Green League chair Ville Niinistö has criticised the government's initiative to cut state support for the cost of medicines by as much as 150 million euros. Opening up pharmacies to market competition has long been an item on Sipilä's government's to-do list.

Apteekin kyltti talon seinässä.
150 million euros in savings could hurt the elderly, says Greens' chair Niinistö. Image: Henrietta Hassinen / Yle

Chair of the Green League, Ville Niinistö has slammed the government for its plans to diminish support for medicine costs by 150 million euros. Niinistö spoke at his party's municipal gathering in Vantaa on Saturday, saying that such measures would hit pensioners with health problems the hardest.

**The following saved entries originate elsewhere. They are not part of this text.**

//! Setup body inlining.

use oxc_ast::ast::{Program, Statement};
use oxc_span::{GetSpan, Span};

use crate::component::ComponentDescriptor;
use crate::document::ScriptDocument;
use crate::literals::MultilineLiterals;
use crate::options::TransformOptions;
use crate::synthesize::hoist_statement;

/// Hoist the statements of `setup` before the wrapper, in order, dropping
/// return statements.
///
/// A statement carries its leading comments and the comments that follow it
/// on its last line. A blank line between two hoisted statements is kept.
pub fn inline_setup(
    program: &Program<'_>,
    doc: &mut ScriptDocument<'_>,
    _options: &TransformOptions,
) -> bool {
    let Some(descriptor) = ComponentDescriptor::locate(program) else {
        return false;
    };
    let Some(setup) = descriptor.setup() else {
        return false;
    };

    let source = doc.source();
    let body = setup.body_span();
    let body_end = body.end.saturating_sub(1);
    let body_start = setup
        .body
        .directives
        .last()
        .map_or(body.start + 1, |directive| directive.span.end);

    let literals = MultilineLiterals::collect(program, source);
    let mut cursor = body_start;
    let mut hoisted = String::new();
    let mut count = 0usize;

    for stmt in &setup.body.statements {
        let span = stmt.span();
        if matches!(stmt, Statement::ReturnStatement(_)) {
            cursor = span.end;
            continue;
        }

        // Whatever follows the previous statement on its own line belongs to it
        let gap = &source[cursor as usize..span.start as usize];
        let leading_at = if cursor == body_start {
            0
        } else {
            gap.find('\n').map_or(0, |i| i + 1)
        };
        let leading = &gap[leading_at..];
        let whitespace = leading.len() - leading.trim_start().len();
        let blank_before = count > 0 && leading[..whitespace].contains('\n');
        let start = cursor + (leading_at + whitespace) as u32;

        let rest = &source[span.end as usize..body_end.max(span.end) as usize];
        let end = span.end + trailing_comments(rest) as u32;
        cursor = end;

        if blank_before {
            hoisted.push('\n');
        }
        let text = doc.slice(Span::new(start, end));
        let verbatim = literal_lines(source, Span::new(start, end), &literals);
        hoisted.push_str(&hoist_statement(&text, column(source, span.start), &verbatim));
        hoisted.push('\n');
        count += 1;
    }

    tracing::debug!(hoisted = count, "setup pass");
    if count == 0 {
        return false;
    }
    doc.insert_before(descriptor.wrapper, hoisted);
    true
}

/// Length of the comments following a statement on its last line. A block
/// comment opened there is carried up to its close.
fn trailing_comments(rest: &str) -> usize {
    let trimmed = rest.trim_start_matches([' ', '\t']);
    let offset = rest.len() - trimmed.len();
    if trimmed.starts_with("//") {
        let line = trimmed.split('\n').next().unwrap_or_default();
        offset + line.trim_end().len()
    } else if let Some(close) = trimmed.strip_prefix("/*").and_then(|body| body.find("*/")) {
        let end = offset + close + 4;
        end + trailing_comments(&rest[end..])
    } else {
        0
    }
}

/// Indices of the lines of `span` that start inside a multi-line literal.
fn literal_lines(source: &str, span: Span, literals: &MultilineLiterals) -> Vec<usize> {
    source[span.start as usize..span.end as usize]
        .match_indices('\n')
        .enumerate()
        .filter(|(_, (at, _))| literals.covers(span.start + *at as u32 + 1))
        .map(|(i, _)| i + 1)
        .collect()
}

/// Byte column of `offset` within its line.
fn column(source: &str, offset: u32) -> usize {
    let offset = offset as usize;
    offset - source[..offset].rfind('\n').map_or(0, |i| i + 1)
}

#[cfg(test)]
mod tests {
    use super::*;
    use crate::passes::test_utils::run_pass;

    #[test]
    fn test_statements_hoisted_and_return_dropped() {
        let source = "\
export default defineComponent({
  setup() {
    const x = 1
    return { x }
  },
})
";
        let (produced, code) = run_pass(inline_setup, source, &TransformOptions::default());
        assert!(produced);
        assert!(code.starts_with("const x = 1\nexport default defineComponent({"));
    }

    #[test]
    fn test_comments_blank_lines_and_indentation() {
        let source = "\
export default defineComponent({
  setup(props) {
    // counter state
    const count = ref(0) // starts at zero

    watch(count, (value) => {
      console.log(value)
    })
    return { count }
  },
})
";
        let (_, code) = run_pass(inline_setup, source, &TransformOptions::default());
        let hoisted = &code[..code.find("export default").unwrap()];
        insta::assert_snapshot!(hoisted, @r"
        // counter state
        const count = ref(0) // starts at zero

        watch(count, (value) => {
          console.log(value)
        })
        ");
    }

    #[test]
    fn test_template_literal_lines_are_kept() {
        let source = "\
export default defineComponent({
  setup() {
    const tpl = `x
        y
    `
    if (ok) {
      run(`a
  b`)
    }
  },
})
";
        let (_, code) = run_pass(inline_setup, source, &TransformOptions::default());
        let hoisted = &code[..code.find("export default").unwrap()];
        assert_eq!(
            hoisted,
            "const tpl = `x\n        y\n    `\nif (ok) {\n  run(`a\n  b`)\n}\n"
        );
    }

    #[test]
    fn test_trailing_block_comment_is_kept() {
        let source = "\
export default defineComponent({
  setup() {
    const a = 1 /* first */
    const b = 2 /* second */ // and more
    const c = 3 /* spans
      lines */
    const d = 4
  },
})
";
        let (_, code) = run_pass(inline_setup, source, &TransformOptions::default());
        let hoisted = &code[..code.find("export default").unwrap()];
        insta::assert_snapshot!(hoisted, @r"
        const a = 1 /* first */
        const b = 2 /* second */ // and more
        const c = 3 /* spans
          lines */
        const d = 4
        ");
    }

    #[test]
    fn test_arrow_setup() {
        let source = "export default defineComponent({ setup: () => { onMounted(load); return {} } })\n";
        let (produced, code) = run_pass(inline_setup, source, &TransformOptions::default());
        assert!(produced);
        assert!(code.starts_with("onMounted(load);\nexport default"));
    }

    #[test]
    fn test_return_only_setup_is_noop() {
        let source = "export default defineComponent({ setup() { return {} } })\n";
        let (produced, code) = run_pass(inline_setup, source, &TransformOptions::default());
        assert!(!produced);
        assert_eq!(code, source);
    }

    #[test]
    fn test_expression_arrow_setup_is_ignored() {
        let source = "export default defineComponent({ setup: () => ({}) })\n";
        let (produced, _) = run_pass(inline_setup, source, &TransformOptions::default());
        assert!(!produced);
    }
}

Instead Niinistö suggests that Finnish pharmacies be opened up to market competition. This way officials would no longer need to decide how many pharmacies should be operated in individual areas, and people could more easily become pharmacists.

"Figures show that Finnish pharmacists rake in earnings of 90-100 million euros. This is directly linked to the regulation of the price of medicine," Niinistö said.

"Allowing for competition and moving to medicine price ceilings could drop drug prices in Finland. That means that pharmacies would compete in terms of price, quality and location," he went on.

The government has had pharmacy market competition on its agenda from the beginning. So far the new Minister of Social Affairs and Health, Pirkko Mattila has made no comment on the issue.